Assignment
Read the records and gather each line that includes "UpdateScheduler".

Supplied information
use std::time::Duration;

use tokio::time::Instant;

pub const DEFAULT_FLUSH_INTERVAL: Duration = Duration::from_millis(100);

/// Throttles store writes during streaming.
///
/// A change outside the window flushes at once. A change inside it arms a
/// single deadline at the end of the window; further changes before that
/// deadline collapse into it. The caller owns the timer: it sleeps until
/// [`deadline`](Self::deadline) and flushes when it fires.
#[derive(Debug)]
pub struct UpdateScheduler {
    window: Duration,
    last_flush: Option<Instant>,
    deadline: Option<Instant>,
}

impl Default for UpdateScheduler {
    fn default() -> Self {
        Self::new(DEFAULT_FLUSH_INTERVAL)
    }
}

impl UpdateScheduler {
    pub fn new(window: Duration) -> Self {
        Self {
            window,
            last_flush: None,
            deadline: None,
        }
    }

    /// Record a change. Returns true when the caller should flush now.
    pub fn note_change(&mut self, now: Instant) -> bool {
        if self.deadline.is_some() {
            return false;
        }
        match self.last_flush {
            Some(last) if now.saturating_duration_since(last) < self.window => {
                self.deadline = Some(last + self.window);
                false
            }
            _ => true,
        }
    }

    /// When the pending deferred flush is due, if one is armed.
    pub fn deadline(&self) -> Option<Instant> {
        self.deadline
    }

    pub fn has_pending(&self) -> bool {
        self.deadline.is_some()
    }

    /// Record that a flush happened, disarming any pending deadline.
    pub fn mark_flushed(&mut self, now: Instant) {
        self.last_flush = Some(now);
        self.deadline = None;
    }

    /// Drop a pending deferred flush ahead of a terminal write.
    pub fn cancel_pending(&mut self) {
        self.deadline = None;
    }
}
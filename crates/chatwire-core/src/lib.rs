pub mod errors;
pub mod ids;
pub mod messages;
pub mod provider;
pub mod store;
pub mod stream;
pub mod tools;
pub mod usage;
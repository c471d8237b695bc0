use async_trait::async_trait;
use chrono::{Local, SecondsFormat, Utc};
use serde_json::{json, Value};

use chatwire_core::tools::{Tool, ToolContext, ToolError};

/// Reports the current wall-clock time.
pub struct CurrentTimeTool;

#[async_trait]
impl Tool for CurrentTimeTool {
    fn name(&self) -> &str {
        "current_time"
    }

    fn description(&self) -> &str {
        "Get the current date and time, in UTC or the machine's local timezone"
    }

    fn parameters_schema(&self) -> Value {
        json!({
            "type": "object",
            "properties": {
                "timezone": {
                    "type": "string",
                    "enum": ["utc", "local"],
                    "description": "Which clock to read (default: utc)"
                }
            }
        })
    }

    async fn execute(&self, args: Value, _ctx: &ToolContext) -> Result<Value, ToolError> {
        let zone = args.get("timezone").and_then(Value::as_str).unwrap_or("utc");

        let iso = match zone {
            "utc" => Utc::now().to_rfc3339_opts(SecondsFormat::Secs, true),
            "local" => Local::now().to_rfc3339_opts(SecondsFormat::Secs, false),
            other => {
                return Err(ToolError::InvalidArguments(format!(
                    "unknown timezone: {other} (expected utc or local)"
                )))
            }
        };
        tracing::debug!(zone, %iso, "current_time");

        Ok(json!({
            "timezone": zone,
            "iso8601": iso,
            "unix": Utc::now().timestamp(),
        }))
    }
}

#[cfg(test)]
mod tests {
    use super::*;
    use chatwire_core::ids::ToolCallId;
    use tokio_util::sync::CancellationToken;

    fn ctx() -> ToolContext {
        ToolContext {
            tool_call_id: ToolCallId::new(),
            abort_signal: CancellationToken::new(),
        }
    }

    #[tokio::test]
    async fn defaults_to_utc() {
        let out = CurrentTimeTool.execute(json!({}), &ctx()).await.unwrap();
        assert_eq!(out["timezone"], "utc");
        assert!(out["iso8601"].as_str().unwrap().ends_with('Z'));
        assert!(out["unix"].as_i64().unwrap() > 1_600_000_000);
    }

    #[tokio::test]
    async fn local_clock() {
        let out = CurrentTimeTool
            .execute(json!({"timezone": "local"}), &ctx())
            .await
            .unwrap();
        assert_eq!(out["timezone"], "local");
    }

    #[tokio::test]
    async fn unknown_zone_is_rejected() {
        let err = CurrentTimeTool
            .execute(json!({"timezone": "mars"}), &ctx())
            .await
            .unwrap_err();
        assert!(matches!(err, ToolError::InvalidArguments(_)));
    }
}
mod console;
mod tools;

use std::path::PathBuf;
use std::sync::Arc;

use anyhow::Context;
use clap::Parser;

use chatwire_engine::{EngineError, RunnerConfig, SessionController, ToolRegistry, TurnOutcome, TurnRunner};
use chatwire_llm::{OpenAiCompatProvider, ProviderConfig};
use chatwire_settings::ChatwireSettings;
use chatwire_telemetry::{init_telemetry, parse_level, TelemetryConfig};

use crate::console::ConsoleStore;
use crate::tools::CurrentTimeTool;

/// Stream one chat completion from an OpenAI-compatible gateway.
#[derive(Debug, Parser)]
#[command(name = "chatwire", version)]
struct Cli {
    /// Model id to request.
    #[arg(long, default_value = "default")]
    model: String,

    /// System prompt sent ahead of the conversation.
    #[arg(long)]
    system: Option<String>,

    /// Settings file (defaults to ~/.chatwire/settings.json).
    #[arg(long)]
    settings: Option<PathBuf>,

    prompt: String,
}

#[tokio::main]
async fn main() -> anyhow::Result<()> {
    let cli = Cli::parse();

    let settings = match &cli.settings {
        Some(path) => chatwire_settings::load_settings_from_path(path),
        None => chatwire_settings::load_settings(),
    }
    .context("failed to load settings")?;

    init_telemetry(&telemetry_config(&settings)).context("failed to initialize logging")?;

    let runner_config = RunnerConfig {
        max_iterations: settings.orchestrator.max_iterations,
        flush_interval: settings.orchestrator.flush_interval(),
        tool_timeout: settings.orchestrator.tool_timeout(),
    };
    let provider = OpenAiCompatProvider::new(provider_config(settings))?;
    tracing::info!(endpoint = provider.endpoint(), model = %cli.model, "starting turn");

    let store = Arc::new(ConsoleStore::new(std::io::stdout()));
    let runner = TurnRunner::new(
        Arc::new(provider),
        Arc::new(build_registry()?),
        store,
        runner_config,
    );
    let session = Arc::new(SessionController::new(Arc::new(runner)));

    let interrupt = {
        let session = Arc::clone(&session);
        tokio::spawn(async move {
            if tokio::signal::ctrl_c().await.is_ok() {
                tracing::info!("interrupt received");
                let _ = session.stop_streaming();
            }
        })
    };

    let report = session
        .send_message(&cli.prompt, &cli.model, &[], cli.system.as_deref(), Vec::new())
        .await;
    interrupt.abort();

    tracing::info!(
        iterations = report.iterations,
        prompt_tokens = report.usage.prompt_tokens,
        completion_tokens = report.usage.completion_tokens,
        "turn finished"
    );

    match report.outcome {
        TurnOutcome::Completed | TurnOutcome::Aborted => Ok(()),
        TurnOutcome::IterationLimit => {
            eprintln!("stopped after {} tool iterations", report.iterations);
            Ok(())
        }
        TurnOutcome::Failed { message } => anyhow::bail!(message),
    }
}

fn telemetry_config(settings: &ChatwireSettings) -> TelemetryConfig {
    let mut config = TelemetryConfig {
        json: settings.logging.json,
        ..TelemetryConfig::default()
    };
    match parse_level(&settings.logging.level) {
        Some(level) => config.log_level = level,
        None => eprintln!("unknown log level {:?}, using info", settings.logging.level),
    }
    config
}

fn provider_config(settings: ChatwireSettings) -> ProviderConfig {
    let connect_timeout = settings.gateway.connect_timeout();
    let idle_timeout = settings.gateway.idle_timeout();
    ProviderConfig {
        base_url: settings.gateway.base_url,
        api_key: settings.gateway.api_key,
        credential_cookie: settings.gateway.credential_cookie,
        connect_timeout,
        idle_timeout,
    }
}

fn build_registry() -> Result<ToolRegistry, EngineError> {
    let mut registry = ToolRegistry::new();
    registry.register(Arc::new(CurrentTimeTool))?;
    Ok(registry)
}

Answer space
pub struct UpdateScheduler {
impl Default for UpdateScheduler {
impl UpdateScheduler {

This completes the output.